FURTI E SMARRIMENTI
Bici e monopattini ritrovati. Ma in pochi li reclamano
Aumenta la quantità di oggetti smarriti a Caronno Pertusella e depositati al Comando della polizia locale. Ma in pochi
È in aumento a Caronno Pertusella la quantità di oggetti smarriti, segno di una distrazione sempre più diffusa ma anche di piccoli furti che si consumano nel quotidiano. Monopattini e biciclette rubati restano in cima alla lista di ciò che viene ritrovato per strada, abbandonati dopo essere stati probabilmente utilizzati per brevi spostamenti.
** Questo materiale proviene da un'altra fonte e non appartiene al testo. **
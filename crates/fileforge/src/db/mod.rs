//! Database module for persistent job storage.
//!
//! Uses rusqlite (SQLite) with a thread-safe `Database` handle.
//! All access is serialized through a `Mutex<Connection>`.

use std::path::Path;
use std::sync::{Arc, Mutex};

use rusqlite::Connection;

pub mod error;
pub mod input_repo;
pub mod job_repo;
pub mod migrations;
pub mod output_repo;

pub use error::DatabaseError;

/// Thread-safe database handle wrapping a single rusqlite connection.
///
/// Cloning is cheap (inner `Arc`). All access is serialized through
/// a `Mutex`, which is fine for SQLite (which serializes writes anyway).
/// WAL mode is enabled for concurrent read performance.
#[derive(Clone)]
pub struct Database {
    conn: Arc<Mutex<Connection>>,
}

impl Database {
    /// Opens (or creates) the database at the given path and runs all
    /// pending migrations.
    pub fn open(path: &Path) -> Result<Self, DatabaseError> {
        if let Some(parent) = path.parent() {
            std::fs::create_dir_all(parent).map_err(|e| DatabaseError::Io {
                path: parent.to_path_buf(),
                source: e,
            })?;
        }

        let conn = Connection::open(path)?;
        conn.execute_batch("PRAGMA journal_mode=WAL; PRAGMA foreign_keys=ON;")?;

        migrations::run_all(&conn)?;

        log::info!("Database opened at {}", path.display());

        Ok(Self {
            conn: Arc::new(Mutex::new(conn)),
        })
    }

    /// Opens an in-memory database for testing. Runs all migrations.
    pub fn open_in_memory() -> Result<Self, DatabaseError> {
        let conn = Connection::open_in_memory()?;
        conn.execute_batch("PRAGMA foreign_keys=ON;")?;

        migrations::run_all(&conn)?;

        Ok(Self {
            conn: Arc::new(Mutex::new(conn)),
        })
    }

    /// Provides locked access to the underlying connection.
    pub fn with_conn<F, T>(&self, f: F) -> Result<T, DatabaseError>
    where
        F: FnOnce(&Connection) -> Result<T, DatabaseError>,
    {
        let conn = self.conn.lock().map_err(|_| DatabaseError::LockPoisoned)?;
        f(&conn)
    }
}
//! Object storage abstraction.
//!
//! The worker and the submission service only see this trait; the actual
//! bytes move either through `download`/`upload` (worker side) or through
//! time-limited transfer grants handed to the client (submission side), which
//! bypass the application tier entirely.

pub mod filesystem;

pub use filesystem::FsStorageGateway;

use chrono::{DateTime, Utc};
use serde::Serialize;

use crate::error::StorageError;

/// Declared metadata for a file about to be uploaded.
#[derive(Debug, Clone)]
pub struct FileMeta {
    pub name: String,
    pub mime_type: String,
    pub size_bytes: i64,
}

/// Reference to a stored output for which a download grant is requested.
#[derive(Debug, Clone)]
pub struct OutputRef {
    pub key: String,
    pub name: String,
}

/// A pre-authorized, time-limited transfer URL for one object.
#[derive(Debug, Clone, Serialize)]
#[serde(rename_all = "camelCase")]
pub struct TransferGrant {
    pub key: String,
    pub url: String,
    pub name: String,
    pub expires_at: DateTime<Utc>,
}

pub trait StorageGateway: Send + Sync {
    fn download(&self, key: &str) -> Result<Vec<u8>, StorageError>;

    fn upload(&self, key: &str, bytes: &[u8], mime_type: &str) -> Result<(), StorageError>;

    /// Issues one upload grant per declared file, minting fresh object keys
    /// under the job's input prefix.
    fn create_upload_grants(
        &self,
        job_id: &str,
        files: &[FileMeta],
    ) -> Result<Vec<TransferGrant>, StorageError>;

    /// Issues one download grant per existing output object.
    fn create_download_grants(
        &self,
        job_id: &str,
        outputs: &[OutputRef],
    ) -> Result<Vec<TransferGrant>, StorageError>;
}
Gli ultimi recuperi della Polizia locale confermano il fenomeno: un monopattino è stato rinvenuto in via Cavour, un altro in piazza Aldo Moro, mentre in viale Cinque Giornate gli agenti hanno trovato un ulteriore monopattino completo di caricabatterie, insieme con uno zaino, una giacca catarifrangente e un telefono cellulare con relativo caricatore. Come sempre in questi casi, è stato depositato tutto al comando dei vigili, per catalogarlo in attesa che i proprietari si presentino per la riconsegna. Previa descrizione accurata: sì, perché per dimostrare di essere l’effettivo proprietario del bene reclamato bisogna fornire tutti i dettagli, dal colore alla marca.
Poche riconsegne
Accade però di rado che qualcuno vada al comando della polizia locale per riavere indietro ciò che ha smarrito o che gli è stato rubato: spesso gli oggetti vengono individuati direttamente dagli agenti durante i controlli del territorio e, come previsto dalla procedura, viene affisso un avviso di rinvenimento all’albo pretorio per un periodo limitato. Pochi cittadini, però, consultano regolarmente l’elenco degli atti comunali online e così chi ha smarrito qualcosa spesso non immagina nemmeno che potrebbe recuperarlo rivolgendosi ai vigili. Quando trascorre l’anno previsto dalla legge senza che nessuno si presenti, ciò che è stato trovato passa nelle disponibilità del Comune o della persona che lo ha consegnato.
La piaga
A Caronno i furti di biciclette sono divenuti una vera piaga, in particolare nelle aree commerciali (in primis nel parcheggio del Tigros) ma anche all’interno di cortili e aree private. In alcuni casi le sottrazioni sono avvenute di notte e addirittura qualcuno, in qualche occasione, ha visto la propria bicicletta utilizzata dal presunto ladro. A farne le spese sono soprattutto gli anziani che vanno a messa o a fare commissioni e i ragazzi che entrano in bar e locali, presi di mira da ladri che hanno bisogno di questo mezzo di locomozione per spostarsi; il movente è economico solo nei rari casi in cui la bici sia di marca e parecchio costosa. Per poter ritrovare le biciclette rubate in certi comuni è stata attivata l’Anagrafe delle bici, ma a Caronno non ha mai preso piede.